The training was completed. The presentation had dozens of slides. There was a test at the end, and everyone passed. On paper, everything looked fine. A week later, a phishing email arrived. Someone clicked. And just like that, there was an incident.

The reaction that followed was almost automatic:

But we trained them.

Formally, the organization was right. The training existed, the attendance sheet was signed, and the test was completed. In reality, however, the training failed to do what it was supposed to do. People did not recognize a risky situation, they did not know what to do, and they certainly did not know whom to report it to.

A common belief is that people are the biggest risk in cybersecurity. They are not. The real risk is people who are not prepared to act in the moment that matters most. Attackers understand this very well. They do not attack only technology, but also attention, fatigue, and routine.

That is why the NIS2 Directive talks about appropriate awareness and training. It does not talk about slide decks or tests. It focuses on ensuring that people can recognize risky situations and respond correctly. Awareness is not proven by documentation, but by behavior.

Behavioral change does not happen overnight. It requires repetition, consistency and shared responsibility across teams. That is why we explored this topic further in Cybersecurity Isn’t a Sprint, It’s a Team Run, where we explain why sustainable security depends on long-term mindset, not one-off activities.

The problem with many trainings is that they are too generic and disconnected from day-to-day reality. They explain terminology, definitions, and attack types, but miss the most important part – what to do next. Employees do not need to know what spear phishing is. They need to know what to do when something feels suspicious.

The trainings that work are short, clear, and focused on a single situation. Five to ten minutes. One scenario. One clear action. What does a suspicious email look like in our organization? Who should it be reported to? What happens next? When people know this, their behavior changes. And that is the real goal.

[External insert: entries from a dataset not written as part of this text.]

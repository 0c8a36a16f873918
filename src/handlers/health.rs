//! Health check handler

use axum::{extract::State, Json};
use serde::Serialize;

use crate::logic::model::EngineStatus;
use crate::AppState;

#[derive(Serialize)]
pub struct HealthResponse {
    status: &'static str,
    version: &'static str,
    timestamp: i64,
    environment: String,
    model_loaded: bool,
    zone_count: usize,
    #[serde(skip_serializing_if = "Option::is_none")]
    model: Option<EngineStatus>,
}

pub async fn check(State(state): State<AppState>) -> Json<HealthResponse> {
    Json(HealthResponse {
        status: "healthy",
        version: env!("CARGO_PKG_VERSION"),
        timestamp: chrono::Utc::now().timestamp(),
        environment: state.config.environment.clone(),
        model_loaded: state.assessor.model_ready(),
        zone_count: state.assessor.zone_count(),
        model: state.assessor.model_status(),
    })
}
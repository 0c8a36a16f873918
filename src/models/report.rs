//! Report model

use async_trait::async_trait;
use chrono::{DateTime, Utc};
use serde::{Deserialize, Serialize};
use sqlx::types::Json;
use sqlx::{FromRow, PgPool};
use uuid::Uuid;
use validator::Validate;

use crate::logic::location::BoundingBox;
use crate::logic::reports::{
    NewReport, NlpAnalysis, ReportQuery, ReportRecord, ReportStore, StoreError, WaterLevel,
};

#[derive(Debug, Clone, FromRow)]
pub struct Report {
    pub id: Uuid,
    pub latitude: f64,
    pub longitude: f64,
    pub description: String,
    pub water_level: Option<String>,
    pub nlp_analysis: Json<NlpAnalysis>,
    pub created_at: DateTime<Utc>,
}

impl Report {
    pub fn into_record(self) -> ReportRecord {
        let water_level = self.water_level.as_deref().and_then(|raw| {
            let parsed = WaterLevel::parse(raw);
            if parsed.is_none() {
                tracing::warn!("Unknown water_level '{}' in report {}", raw, self.id);
            }
            parsed
        });

        ReportRecord {
            id: self.id,
            latitude: self.latitude,
            longitude: self.longitude,
            description: self.description,
            water_level,
            nlp_analysis: self.nlp_analysis.0,
            created_at: self.created_at,
        }
    }
}

#[derive(Debug, Deserialize, Validate)]
pub struct ReportCreate {
    #[validate(range(min = -90.0, max = 90.0))]
    pub latitude: f64,
    #[validate(range(min = -180.0, max = 180.0))]
    pub longitude: f64,
    #[validate(length(min = 10, max = 500))]
    pub description: String,
    pub water_level: Option<WaterLevel>,
}

#[derive(Debug, Serialize)]
pub struct ReportResponse {
    pub message: String,
    pub data: ReportRecord,
}

// ============================================================================
// POSTGRES STORE
// ============================================================================

/// Bounding-box + time-range filter; NULL binds disable a clause
const FILTER_SQL: &str = r#"
    ($1::float8 IS NULL OR latitude BETWEEN $1 AND $2)
    AND ($3::float8 IS NULL OR longitude BETWEEN $3 AND $4)
    AND ($5::timestamptz IS NULL OR created_at >= $5)
    AND ($6::timestamptz IS NULL OR created_at <= $6)
"#;

#[derive(Clone)]
pub struct PgReportStore {
    pool: PgPool,
}

impl PgReportStore {
    pub fn new(pool: PgPool) -> Self {
        Self { pool }
    }
}

fn area_binds(area: Option<BoundingBox>) -> [Option<f64>; 4] {
    match area {
        Some(b) => [Some(b.min_lat), Some(b.max_lat), Some(b.min_lon), Some(b.max_lon)],
        None => [None; 4],
    }
}

#[async_trait]
impl ReportStore for PgReportStore {
    async fn count(&self, query: &ReportQuery) -> Result<u64, StoreError> {
        let [min_lat, max_lat, min_lon, max_lon] = area_binds(query.area);
        let sql = format!("SELECT COUNT(*) FROM reports WHERE {}", FILTER_SQL);

        let count: i64 = sqlx::query_scalar(&sql)
            .bind(min_lat)
            .bind(max_lat)
            .bind(min_lon)
            .bind(max_lon)
            .bind(query.since)
            .bind(query.until)
            .fetch_one(&self.pool)
            .await?;

        Ok(u64::try_from(count).unwrap_or(0))
    }

    async fn find(&self, query: &ReportQuery) -> Result<Vec<ReportRecord>, StoreError> {
        let [min_lat, max_lat, min_lon, max_lon] = area_binds(query.area);
        // LIMIT NULL = no limit
        let sql = format!(
            "SELECT * FROM reports WHERE {} ORDER BY created_at DESC LIMIT $7",
            FILTER_SQL
        );

        let rows = sqlx::query_as::<_, Report>(&sql)
            .bind(min_lat)
            .bind(max_lat)
            .bind(min_lon)
            .bind(max_lon)
            .bind(query.since)
            .bind(query.until)
            .bind(query.limit)
            .fetch_all(&self.pool)
            .await?;

        Ok(rows.into_iter().map(Report::into_record).collect())
    }

    async fn insert(&self, report: NewReport) -> Result<ReportRecord, StoreError> {
        let row = sqlx::query_as::<_, Report>(
            r#"
            INSERT INTO reports (latitude, longitude, description, water_level, nlp_analysis, created_at)
            VALUES ($1, $2, $3, $4, $5, $6)
            RETURNING *
            "#
        )
        .bind(report.coordinate.latitude())
        .bind(report.coordinate.longitude())
        .bind(&report.description)
        .bind(report.water_level.map(|w| w.as_str()))
        .bind(Json(&report.nlp_analysis))
        .bind(report.created_at)
        .fetch_one(&self.pool)
        .await?;

        Ok(row.into_record())
    }
}

#[cfg(test)]
mod tests {
    use super::*;

    fn create(description: &str, latitude: f64) -> ReportCreate {
        ReportCreate {
            latitude,
            longitude: 77.59,
            description: description.to_string(),
            water_level: None,
        }
    }

    #[test]
    fn test_report_create_validation() {
        assert!(create("Knee-deep water near the metro station", 12.97).validate().is_ok());
        assert!(create("too short", 12.97).validate().is_err());
        assert!(create(&"x".repeat(501), 12.97).validate().is_err());
        assert!(create("Knee-deep water near the metro station", 95.0).validate().is_err());
    }

    #[test]
    fn test_unknown_water_level_is_dropped() {
        let row = Report {
            id: Uuid::new_v4(),
            latitude: 12.97,
            longitude: 77.59,
            description: "Water on the road".to_string(),
            water_level: Some("Shin-deep".to_string()),
            nlp_analysis: Json(NlpAnalysis::default()),
            created_at: Utc::now(),
        };
        assert_eq!(row.into_record().water_level, None);
    }

    #[test]
    fn test_area_binds() {
        assert_eq!(area_binds(None), [None; 4]);
        let b = BoundingBox { min_lat: 1.0, max_lat: 2.0, min_lon: 3.0, max_lon: 4.0 };
        assert_eq!(area_binds(Some(b)), [Some(1.0), Some(2.0), Some(3.0), Some(4.0)]);
    }
}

At Tazilla, we treat training as part of risk management, not as a one-off compliance task. Each relevant risk is linked to specific awareness, based on real scenarios and expected behavior. The goal is not for people to choose the correct answer in a test, but to do the right thing when it actually matters.

Tazilla also provides awareness trainings that cover the basics, but their real value emerges only when they are combined with risk ownership, clear escalation paths, and well-defined security controls.

The bottom line is simple. Training that does not change behavior is just another form of documentation. And documentation alone does not protect anyone. NIS2 knows this. Attackers know this. The question is whether we do.